DATA FOR PROCESSING section start

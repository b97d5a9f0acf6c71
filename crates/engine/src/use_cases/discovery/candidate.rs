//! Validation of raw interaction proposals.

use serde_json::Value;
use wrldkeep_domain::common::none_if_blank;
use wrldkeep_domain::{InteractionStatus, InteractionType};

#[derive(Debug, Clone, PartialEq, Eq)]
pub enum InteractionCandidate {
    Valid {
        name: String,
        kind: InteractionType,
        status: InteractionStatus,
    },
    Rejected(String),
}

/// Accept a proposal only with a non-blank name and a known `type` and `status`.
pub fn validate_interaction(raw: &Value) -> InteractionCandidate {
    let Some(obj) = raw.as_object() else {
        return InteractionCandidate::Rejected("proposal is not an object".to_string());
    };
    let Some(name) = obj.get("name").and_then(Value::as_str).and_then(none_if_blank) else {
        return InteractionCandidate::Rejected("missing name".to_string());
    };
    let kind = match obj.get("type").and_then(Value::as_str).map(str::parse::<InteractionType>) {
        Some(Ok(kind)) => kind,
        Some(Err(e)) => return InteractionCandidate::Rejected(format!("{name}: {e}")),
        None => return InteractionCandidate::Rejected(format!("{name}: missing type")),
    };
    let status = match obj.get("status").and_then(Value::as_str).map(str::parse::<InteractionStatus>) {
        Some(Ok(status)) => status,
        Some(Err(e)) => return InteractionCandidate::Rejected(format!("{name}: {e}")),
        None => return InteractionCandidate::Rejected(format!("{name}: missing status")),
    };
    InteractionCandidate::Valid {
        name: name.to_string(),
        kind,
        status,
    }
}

DATA FOR PROCESSING section end

Each line must be given again exactly as written above.

repository b97d5a9f0acf6c71
filename crates/engine/src/use_cases/discovery/candidate.rs
//! Validation of raw interaction proposals.

use serde_json::Value;
use wrldkeep_domain::common::none_if_blank;
use wrldkeep_domain::{InteractionStatus, InteractionType};

#[derive(Debug, Clone, PartialEq, Eq)]
pub enum InteractionCandidate {
    Valid {
        name: String,
        kind: InteractionType,
        status: InteractionStatus,
    },
    Rejected(String),
}

/// Accept a proposal only with a non-blank name and a known `type` and `status`.
pub fn validate_interaction(raw: &Value) -> InteractionCandidate {
    let Some(obj) = raw.as_object() else {
        return InteractionCandidate::Rejected("proposal is not an object".to_string());
    };
    let Some(name) = obj.get("name").and_then(Value::as_str).and_then(none_if_blank) else {
        return InteractionCandidate::Rejected("missing name".to_string());
    };
    let kind = match obj.get("type").and_then(Value::as_str).map(str::parse::<InteractionType>) {
        Some(Ok(kind)) => kind,
        Some(Err(e)) => return InteractionCandidate::Rejected(format!("{name}: {e}")),
        None => return InteractionCandidate::Rejected(format!("{name}: missing type")),
    };
    let status = match obj.get("status").and_then(Value::as_str).map(str::parse::<InteractionStatus>) {
        Some(Ok(status)) => status,
        Some(Err(e)) => return InteractionCandidate::Rejected(format!("{name}: {e}")),
        None => return InteractionCandidate::Rejected(format!("{name}: missing status")),
    };
    InteractionCandidate::Valid {
        name: name.to_string(),
        kind,
        status,
    }
}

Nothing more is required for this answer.